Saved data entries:
□ □ □

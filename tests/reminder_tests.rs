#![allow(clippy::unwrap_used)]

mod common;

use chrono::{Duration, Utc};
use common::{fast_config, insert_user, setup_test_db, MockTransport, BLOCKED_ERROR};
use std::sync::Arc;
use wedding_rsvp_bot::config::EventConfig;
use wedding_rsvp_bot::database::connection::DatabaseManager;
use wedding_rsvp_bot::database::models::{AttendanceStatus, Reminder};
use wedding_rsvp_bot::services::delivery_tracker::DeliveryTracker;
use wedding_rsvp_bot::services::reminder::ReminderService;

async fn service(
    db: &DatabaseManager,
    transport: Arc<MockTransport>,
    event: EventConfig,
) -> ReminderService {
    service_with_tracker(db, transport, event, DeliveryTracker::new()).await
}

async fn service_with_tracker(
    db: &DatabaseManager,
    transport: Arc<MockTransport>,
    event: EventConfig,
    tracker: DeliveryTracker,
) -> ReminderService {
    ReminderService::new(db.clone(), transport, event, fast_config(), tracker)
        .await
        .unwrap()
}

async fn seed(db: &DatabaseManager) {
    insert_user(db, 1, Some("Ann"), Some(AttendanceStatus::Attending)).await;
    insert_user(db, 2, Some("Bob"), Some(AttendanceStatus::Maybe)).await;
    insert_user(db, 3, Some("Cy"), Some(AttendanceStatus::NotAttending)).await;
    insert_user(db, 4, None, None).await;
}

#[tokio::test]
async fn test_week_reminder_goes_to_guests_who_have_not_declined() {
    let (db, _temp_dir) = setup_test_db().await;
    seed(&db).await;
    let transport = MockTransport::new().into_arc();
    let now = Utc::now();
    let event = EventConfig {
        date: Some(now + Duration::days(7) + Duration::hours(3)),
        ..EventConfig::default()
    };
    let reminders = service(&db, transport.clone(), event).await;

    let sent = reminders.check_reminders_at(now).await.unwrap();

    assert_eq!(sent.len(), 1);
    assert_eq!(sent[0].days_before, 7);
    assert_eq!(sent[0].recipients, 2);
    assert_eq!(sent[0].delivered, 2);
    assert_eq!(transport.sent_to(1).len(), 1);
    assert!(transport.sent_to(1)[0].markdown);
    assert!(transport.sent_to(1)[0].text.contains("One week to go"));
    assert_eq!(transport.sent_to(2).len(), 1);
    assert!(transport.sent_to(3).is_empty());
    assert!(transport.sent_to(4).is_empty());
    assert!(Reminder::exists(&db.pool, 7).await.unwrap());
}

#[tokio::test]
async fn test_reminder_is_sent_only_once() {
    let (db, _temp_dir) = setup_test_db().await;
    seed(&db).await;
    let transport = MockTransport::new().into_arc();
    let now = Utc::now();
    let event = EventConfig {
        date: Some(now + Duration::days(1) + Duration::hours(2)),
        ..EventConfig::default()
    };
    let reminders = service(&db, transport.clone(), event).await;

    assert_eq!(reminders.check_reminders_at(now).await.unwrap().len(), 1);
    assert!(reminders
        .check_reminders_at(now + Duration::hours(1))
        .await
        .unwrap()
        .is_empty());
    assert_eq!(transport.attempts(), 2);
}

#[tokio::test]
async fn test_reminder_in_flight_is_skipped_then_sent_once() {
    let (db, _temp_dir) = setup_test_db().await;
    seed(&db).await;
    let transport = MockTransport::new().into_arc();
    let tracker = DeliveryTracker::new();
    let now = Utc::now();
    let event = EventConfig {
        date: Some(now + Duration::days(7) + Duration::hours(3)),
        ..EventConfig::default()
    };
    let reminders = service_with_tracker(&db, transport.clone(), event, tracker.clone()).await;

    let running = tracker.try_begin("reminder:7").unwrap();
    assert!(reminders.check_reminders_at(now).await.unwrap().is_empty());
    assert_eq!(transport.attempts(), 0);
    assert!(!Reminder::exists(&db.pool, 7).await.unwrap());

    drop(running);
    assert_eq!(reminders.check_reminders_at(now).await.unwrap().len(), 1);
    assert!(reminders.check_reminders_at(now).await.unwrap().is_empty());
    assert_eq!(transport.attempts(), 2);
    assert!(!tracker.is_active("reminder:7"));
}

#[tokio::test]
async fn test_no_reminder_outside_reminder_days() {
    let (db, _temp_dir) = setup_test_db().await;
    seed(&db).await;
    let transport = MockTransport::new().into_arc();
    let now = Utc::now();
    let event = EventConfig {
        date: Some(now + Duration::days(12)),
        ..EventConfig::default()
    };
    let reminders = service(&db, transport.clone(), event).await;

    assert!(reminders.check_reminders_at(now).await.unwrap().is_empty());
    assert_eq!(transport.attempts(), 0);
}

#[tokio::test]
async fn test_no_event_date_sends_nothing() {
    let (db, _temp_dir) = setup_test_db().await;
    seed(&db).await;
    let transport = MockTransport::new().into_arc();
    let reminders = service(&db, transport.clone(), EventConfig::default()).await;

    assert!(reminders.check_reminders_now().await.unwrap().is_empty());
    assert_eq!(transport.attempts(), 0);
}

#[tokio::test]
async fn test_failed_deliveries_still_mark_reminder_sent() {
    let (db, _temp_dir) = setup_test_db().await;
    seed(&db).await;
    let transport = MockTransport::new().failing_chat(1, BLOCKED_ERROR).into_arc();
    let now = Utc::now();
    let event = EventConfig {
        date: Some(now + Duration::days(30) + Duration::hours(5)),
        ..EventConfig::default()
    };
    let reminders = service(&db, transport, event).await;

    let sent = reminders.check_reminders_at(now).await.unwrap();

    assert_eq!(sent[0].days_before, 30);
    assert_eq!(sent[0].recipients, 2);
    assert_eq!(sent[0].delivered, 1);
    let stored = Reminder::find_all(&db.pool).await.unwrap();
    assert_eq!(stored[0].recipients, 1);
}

□ □ □

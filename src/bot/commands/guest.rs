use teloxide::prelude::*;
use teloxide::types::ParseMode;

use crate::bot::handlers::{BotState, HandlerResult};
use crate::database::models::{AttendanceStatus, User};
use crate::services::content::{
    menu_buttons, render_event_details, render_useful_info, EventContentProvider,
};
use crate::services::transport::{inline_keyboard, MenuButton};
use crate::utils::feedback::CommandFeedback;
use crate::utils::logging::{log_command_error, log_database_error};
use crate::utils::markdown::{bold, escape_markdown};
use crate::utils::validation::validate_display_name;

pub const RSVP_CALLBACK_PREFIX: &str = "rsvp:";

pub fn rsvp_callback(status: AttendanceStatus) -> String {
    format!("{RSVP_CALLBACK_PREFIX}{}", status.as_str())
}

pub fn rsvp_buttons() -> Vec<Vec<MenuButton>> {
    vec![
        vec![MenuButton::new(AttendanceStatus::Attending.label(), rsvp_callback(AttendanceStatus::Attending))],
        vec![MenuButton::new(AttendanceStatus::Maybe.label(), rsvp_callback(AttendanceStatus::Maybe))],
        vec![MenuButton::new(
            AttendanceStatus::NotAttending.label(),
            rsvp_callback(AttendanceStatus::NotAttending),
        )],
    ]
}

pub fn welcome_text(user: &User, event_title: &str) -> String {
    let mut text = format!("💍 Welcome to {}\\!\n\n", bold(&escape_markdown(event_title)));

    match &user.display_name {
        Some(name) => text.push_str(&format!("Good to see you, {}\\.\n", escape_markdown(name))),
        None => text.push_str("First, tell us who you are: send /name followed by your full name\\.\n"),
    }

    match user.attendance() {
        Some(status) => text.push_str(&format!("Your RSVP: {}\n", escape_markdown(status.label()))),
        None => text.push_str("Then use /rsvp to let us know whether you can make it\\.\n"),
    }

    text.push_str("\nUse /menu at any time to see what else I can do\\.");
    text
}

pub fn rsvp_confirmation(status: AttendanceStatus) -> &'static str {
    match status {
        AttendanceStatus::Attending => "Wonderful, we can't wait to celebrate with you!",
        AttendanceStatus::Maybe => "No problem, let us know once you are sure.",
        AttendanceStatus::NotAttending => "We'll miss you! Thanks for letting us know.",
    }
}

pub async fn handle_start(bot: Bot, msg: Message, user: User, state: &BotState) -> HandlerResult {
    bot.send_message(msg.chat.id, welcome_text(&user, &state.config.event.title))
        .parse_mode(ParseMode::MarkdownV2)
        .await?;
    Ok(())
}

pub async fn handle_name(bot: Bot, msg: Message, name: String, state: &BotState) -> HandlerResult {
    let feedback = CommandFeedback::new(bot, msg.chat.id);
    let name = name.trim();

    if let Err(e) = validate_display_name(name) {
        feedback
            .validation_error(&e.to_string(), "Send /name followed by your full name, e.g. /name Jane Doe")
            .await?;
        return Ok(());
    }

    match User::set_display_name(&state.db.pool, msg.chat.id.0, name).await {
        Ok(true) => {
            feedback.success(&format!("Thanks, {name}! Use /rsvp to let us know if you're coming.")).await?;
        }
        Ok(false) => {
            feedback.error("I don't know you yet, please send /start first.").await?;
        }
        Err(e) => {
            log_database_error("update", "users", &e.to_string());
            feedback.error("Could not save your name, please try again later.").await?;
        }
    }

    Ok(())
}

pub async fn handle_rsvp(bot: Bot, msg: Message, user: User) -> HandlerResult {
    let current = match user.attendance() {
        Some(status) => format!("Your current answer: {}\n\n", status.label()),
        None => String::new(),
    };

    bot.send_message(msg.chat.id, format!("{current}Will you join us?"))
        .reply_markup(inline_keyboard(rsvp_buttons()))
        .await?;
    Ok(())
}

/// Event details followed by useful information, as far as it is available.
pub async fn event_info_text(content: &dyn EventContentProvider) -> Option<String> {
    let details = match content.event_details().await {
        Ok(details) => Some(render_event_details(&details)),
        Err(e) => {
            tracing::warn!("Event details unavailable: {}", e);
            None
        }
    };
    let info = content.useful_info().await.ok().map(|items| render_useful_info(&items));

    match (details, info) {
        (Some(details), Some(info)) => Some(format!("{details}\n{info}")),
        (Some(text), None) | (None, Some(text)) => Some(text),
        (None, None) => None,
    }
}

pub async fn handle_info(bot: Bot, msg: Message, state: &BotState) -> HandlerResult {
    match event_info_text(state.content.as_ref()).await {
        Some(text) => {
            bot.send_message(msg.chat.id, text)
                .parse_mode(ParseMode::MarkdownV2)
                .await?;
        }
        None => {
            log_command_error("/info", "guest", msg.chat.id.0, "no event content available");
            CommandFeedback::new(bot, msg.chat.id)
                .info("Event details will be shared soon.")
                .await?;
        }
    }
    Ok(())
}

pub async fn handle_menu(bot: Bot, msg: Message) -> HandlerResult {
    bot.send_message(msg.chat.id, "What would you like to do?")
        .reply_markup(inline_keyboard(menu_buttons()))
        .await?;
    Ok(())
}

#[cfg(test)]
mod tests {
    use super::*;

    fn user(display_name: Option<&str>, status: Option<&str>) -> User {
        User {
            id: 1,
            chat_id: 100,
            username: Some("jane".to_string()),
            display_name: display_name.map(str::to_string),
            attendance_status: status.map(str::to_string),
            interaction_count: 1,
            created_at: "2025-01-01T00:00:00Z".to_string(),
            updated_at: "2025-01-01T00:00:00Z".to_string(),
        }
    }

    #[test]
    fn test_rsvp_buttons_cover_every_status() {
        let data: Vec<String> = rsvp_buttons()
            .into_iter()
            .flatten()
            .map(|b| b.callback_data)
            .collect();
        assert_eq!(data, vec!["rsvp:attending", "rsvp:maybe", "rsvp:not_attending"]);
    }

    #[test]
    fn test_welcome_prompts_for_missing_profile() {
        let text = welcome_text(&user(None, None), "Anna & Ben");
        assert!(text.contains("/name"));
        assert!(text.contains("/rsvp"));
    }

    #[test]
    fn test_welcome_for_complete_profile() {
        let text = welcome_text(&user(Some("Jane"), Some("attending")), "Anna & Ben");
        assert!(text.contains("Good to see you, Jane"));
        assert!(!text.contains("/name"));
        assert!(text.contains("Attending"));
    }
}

□ □ □

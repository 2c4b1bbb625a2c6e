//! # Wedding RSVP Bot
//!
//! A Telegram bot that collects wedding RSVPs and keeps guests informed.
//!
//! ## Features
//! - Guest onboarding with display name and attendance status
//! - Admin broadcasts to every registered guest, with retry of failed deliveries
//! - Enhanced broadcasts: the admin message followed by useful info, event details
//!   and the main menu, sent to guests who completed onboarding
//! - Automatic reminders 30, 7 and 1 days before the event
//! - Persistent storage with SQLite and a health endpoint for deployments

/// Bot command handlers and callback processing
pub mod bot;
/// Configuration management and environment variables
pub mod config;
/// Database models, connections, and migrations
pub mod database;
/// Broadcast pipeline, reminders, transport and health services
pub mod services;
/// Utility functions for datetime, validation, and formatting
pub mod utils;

□ □ □

## Aim of the task:
In how many lines of the data does the string "EventContentProvider" occur? Answer with the number and nothing else.

## Result of the exercise:
2